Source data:
>>>
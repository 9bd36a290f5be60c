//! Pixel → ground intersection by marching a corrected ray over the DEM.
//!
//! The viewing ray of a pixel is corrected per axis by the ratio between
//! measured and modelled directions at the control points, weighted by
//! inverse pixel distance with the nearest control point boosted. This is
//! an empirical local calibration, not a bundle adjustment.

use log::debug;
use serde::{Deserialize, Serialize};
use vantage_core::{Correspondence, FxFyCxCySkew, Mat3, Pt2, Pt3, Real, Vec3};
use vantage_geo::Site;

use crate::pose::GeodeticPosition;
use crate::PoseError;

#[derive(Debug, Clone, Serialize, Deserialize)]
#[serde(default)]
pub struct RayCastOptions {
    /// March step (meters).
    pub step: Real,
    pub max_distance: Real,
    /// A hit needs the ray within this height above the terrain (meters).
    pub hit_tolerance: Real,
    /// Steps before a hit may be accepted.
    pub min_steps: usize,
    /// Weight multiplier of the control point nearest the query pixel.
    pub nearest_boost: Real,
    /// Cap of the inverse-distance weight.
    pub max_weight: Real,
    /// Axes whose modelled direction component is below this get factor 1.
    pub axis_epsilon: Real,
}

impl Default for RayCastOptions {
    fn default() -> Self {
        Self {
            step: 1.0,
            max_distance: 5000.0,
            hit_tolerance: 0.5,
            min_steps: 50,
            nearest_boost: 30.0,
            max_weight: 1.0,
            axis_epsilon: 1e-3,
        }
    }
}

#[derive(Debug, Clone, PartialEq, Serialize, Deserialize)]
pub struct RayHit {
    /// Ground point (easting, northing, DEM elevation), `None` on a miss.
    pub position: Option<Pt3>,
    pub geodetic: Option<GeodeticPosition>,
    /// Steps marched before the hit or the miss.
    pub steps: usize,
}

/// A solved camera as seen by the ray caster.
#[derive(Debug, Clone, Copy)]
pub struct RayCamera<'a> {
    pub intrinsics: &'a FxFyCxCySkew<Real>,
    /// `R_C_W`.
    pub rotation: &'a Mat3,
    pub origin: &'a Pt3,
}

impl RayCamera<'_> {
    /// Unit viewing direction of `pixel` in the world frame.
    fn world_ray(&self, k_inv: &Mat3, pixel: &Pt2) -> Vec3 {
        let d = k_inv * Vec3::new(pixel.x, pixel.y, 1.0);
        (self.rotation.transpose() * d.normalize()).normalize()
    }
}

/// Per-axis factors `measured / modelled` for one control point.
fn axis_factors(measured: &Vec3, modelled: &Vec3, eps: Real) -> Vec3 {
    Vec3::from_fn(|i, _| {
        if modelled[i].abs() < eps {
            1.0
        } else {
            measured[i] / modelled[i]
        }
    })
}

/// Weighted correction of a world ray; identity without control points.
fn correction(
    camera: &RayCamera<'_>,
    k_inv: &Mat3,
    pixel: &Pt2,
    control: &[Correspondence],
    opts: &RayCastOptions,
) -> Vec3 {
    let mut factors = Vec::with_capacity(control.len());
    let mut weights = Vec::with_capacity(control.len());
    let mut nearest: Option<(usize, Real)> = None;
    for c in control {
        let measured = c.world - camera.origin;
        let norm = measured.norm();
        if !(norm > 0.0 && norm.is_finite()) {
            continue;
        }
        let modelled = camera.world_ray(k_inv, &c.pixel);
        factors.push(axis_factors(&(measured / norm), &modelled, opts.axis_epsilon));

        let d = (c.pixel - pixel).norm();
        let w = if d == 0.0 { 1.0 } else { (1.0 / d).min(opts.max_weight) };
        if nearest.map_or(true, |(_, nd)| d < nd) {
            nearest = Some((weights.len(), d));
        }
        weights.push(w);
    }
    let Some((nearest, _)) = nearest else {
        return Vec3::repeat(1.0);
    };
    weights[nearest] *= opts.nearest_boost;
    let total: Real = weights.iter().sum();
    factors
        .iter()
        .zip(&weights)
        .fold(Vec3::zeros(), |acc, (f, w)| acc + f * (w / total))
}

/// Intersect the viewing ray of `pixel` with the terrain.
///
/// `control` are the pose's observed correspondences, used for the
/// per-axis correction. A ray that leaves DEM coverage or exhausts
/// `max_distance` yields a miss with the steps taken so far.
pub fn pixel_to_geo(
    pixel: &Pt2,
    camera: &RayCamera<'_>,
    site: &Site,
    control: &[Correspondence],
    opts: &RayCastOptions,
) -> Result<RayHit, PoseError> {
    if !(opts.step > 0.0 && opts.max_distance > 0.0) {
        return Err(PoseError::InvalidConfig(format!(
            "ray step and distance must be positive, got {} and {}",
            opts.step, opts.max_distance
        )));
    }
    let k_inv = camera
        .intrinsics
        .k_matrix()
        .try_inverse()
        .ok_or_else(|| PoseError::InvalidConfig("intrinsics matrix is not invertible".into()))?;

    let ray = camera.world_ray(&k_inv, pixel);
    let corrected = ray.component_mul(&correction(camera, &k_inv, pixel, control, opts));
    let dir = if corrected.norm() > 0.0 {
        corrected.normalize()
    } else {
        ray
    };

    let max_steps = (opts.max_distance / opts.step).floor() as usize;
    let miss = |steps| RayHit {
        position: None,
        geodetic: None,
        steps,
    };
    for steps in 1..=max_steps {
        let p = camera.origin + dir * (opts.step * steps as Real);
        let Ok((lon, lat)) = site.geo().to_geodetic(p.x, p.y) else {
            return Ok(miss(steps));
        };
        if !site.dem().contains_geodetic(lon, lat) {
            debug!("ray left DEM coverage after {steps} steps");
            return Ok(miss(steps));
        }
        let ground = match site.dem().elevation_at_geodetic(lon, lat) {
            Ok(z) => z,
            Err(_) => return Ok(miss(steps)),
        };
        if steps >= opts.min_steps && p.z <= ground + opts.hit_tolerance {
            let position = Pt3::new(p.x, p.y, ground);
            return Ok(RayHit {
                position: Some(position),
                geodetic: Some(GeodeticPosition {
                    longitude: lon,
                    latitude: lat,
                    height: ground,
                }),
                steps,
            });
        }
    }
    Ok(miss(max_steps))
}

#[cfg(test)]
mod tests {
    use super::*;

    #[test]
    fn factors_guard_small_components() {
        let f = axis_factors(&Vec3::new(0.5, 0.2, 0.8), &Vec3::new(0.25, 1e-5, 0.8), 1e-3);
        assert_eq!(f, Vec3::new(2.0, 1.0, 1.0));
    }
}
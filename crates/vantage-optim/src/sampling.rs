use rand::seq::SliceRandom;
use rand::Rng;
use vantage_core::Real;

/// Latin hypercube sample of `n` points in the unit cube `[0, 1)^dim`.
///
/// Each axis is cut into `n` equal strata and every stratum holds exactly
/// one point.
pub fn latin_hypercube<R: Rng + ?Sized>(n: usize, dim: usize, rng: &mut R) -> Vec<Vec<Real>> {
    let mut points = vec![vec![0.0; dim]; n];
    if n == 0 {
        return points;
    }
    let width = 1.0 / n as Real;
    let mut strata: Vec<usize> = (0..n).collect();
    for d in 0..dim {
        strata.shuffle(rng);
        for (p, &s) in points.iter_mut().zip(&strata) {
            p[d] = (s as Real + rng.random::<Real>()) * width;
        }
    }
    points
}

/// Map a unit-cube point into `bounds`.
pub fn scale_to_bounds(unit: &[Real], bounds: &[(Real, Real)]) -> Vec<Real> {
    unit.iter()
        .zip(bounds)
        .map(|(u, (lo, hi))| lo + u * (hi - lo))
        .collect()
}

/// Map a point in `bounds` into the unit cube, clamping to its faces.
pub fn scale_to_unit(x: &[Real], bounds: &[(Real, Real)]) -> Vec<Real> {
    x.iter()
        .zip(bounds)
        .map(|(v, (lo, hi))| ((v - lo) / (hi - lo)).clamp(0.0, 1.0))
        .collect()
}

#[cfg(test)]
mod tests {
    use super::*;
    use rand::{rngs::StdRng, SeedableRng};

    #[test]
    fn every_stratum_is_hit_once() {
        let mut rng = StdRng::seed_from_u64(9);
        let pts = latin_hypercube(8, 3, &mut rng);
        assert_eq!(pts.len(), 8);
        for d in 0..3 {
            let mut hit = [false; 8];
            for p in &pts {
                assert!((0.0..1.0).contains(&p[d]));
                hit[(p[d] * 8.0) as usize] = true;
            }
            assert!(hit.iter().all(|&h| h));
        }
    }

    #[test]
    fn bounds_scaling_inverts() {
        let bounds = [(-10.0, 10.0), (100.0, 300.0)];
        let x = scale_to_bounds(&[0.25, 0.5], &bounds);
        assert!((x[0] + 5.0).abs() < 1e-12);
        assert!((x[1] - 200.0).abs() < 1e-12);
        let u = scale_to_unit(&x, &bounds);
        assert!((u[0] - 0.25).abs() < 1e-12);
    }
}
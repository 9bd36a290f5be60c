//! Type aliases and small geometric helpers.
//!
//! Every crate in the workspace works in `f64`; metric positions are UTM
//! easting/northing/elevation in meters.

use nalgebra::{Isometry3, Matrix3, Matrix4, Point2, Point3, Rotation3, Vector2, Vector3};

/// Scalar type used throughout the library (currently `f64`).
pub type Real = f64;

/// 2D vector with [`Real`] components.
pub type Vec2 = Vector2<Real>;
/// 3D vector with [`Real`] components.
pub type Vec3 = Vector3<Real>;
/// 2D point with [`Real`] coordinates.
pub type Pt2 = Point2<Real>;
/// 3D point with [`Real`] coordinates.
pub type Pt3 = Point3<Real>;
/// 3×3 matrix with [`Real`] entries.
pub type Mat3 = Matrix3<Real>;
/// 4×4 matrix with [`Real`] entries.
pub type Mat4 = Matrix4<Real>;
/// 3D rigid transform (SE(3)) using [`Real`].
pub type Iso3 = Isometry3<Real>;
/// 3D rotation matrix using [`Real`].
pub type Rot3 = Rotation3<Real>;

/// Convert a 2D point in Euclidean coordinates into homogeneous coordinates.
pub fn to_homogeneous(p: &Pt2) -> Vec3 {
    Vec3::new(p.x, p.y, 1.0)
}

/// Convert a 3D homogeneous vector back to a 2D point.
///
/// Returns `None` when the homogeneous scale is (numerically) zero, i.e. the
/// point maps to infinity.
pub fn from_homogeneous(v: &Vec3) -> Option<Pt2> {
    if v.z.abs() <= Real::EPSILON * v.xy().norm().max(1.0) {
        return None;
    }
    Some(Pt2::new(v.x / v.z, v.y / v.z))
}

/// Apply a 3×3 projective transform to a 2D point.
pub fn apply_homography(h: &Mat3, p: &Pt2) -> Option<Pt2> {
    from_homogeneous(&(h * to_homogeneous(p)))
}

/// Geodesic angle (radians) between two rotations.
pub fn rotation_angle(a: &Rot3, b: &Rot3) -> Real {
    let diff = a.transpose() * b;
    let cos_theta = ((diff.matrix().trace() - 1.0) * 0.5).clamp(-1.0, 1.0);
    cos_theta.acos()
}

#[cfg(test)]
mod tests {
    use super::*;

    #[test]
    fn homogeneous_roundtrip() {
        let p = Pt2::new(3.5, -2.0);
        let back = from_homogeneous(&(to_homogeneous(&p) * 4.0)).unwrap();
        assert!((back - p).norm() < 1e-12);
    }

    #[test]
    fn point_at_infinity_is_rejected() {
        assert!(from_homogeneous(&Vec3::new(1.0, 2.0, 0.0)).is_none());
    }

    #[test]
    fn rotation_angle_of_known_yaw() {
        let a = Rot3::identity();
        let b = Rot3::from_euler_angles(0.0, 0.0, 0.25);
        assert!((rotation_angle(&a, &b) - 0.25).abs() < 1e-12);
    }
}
<<<
Your answer should be the lines above that contain the word "meters", copied out.

Worked solution:
    /// March step (meters).
    /// A hit needs the ray within this height above the terrain (meters).
//! easting/northing/elevation in meters.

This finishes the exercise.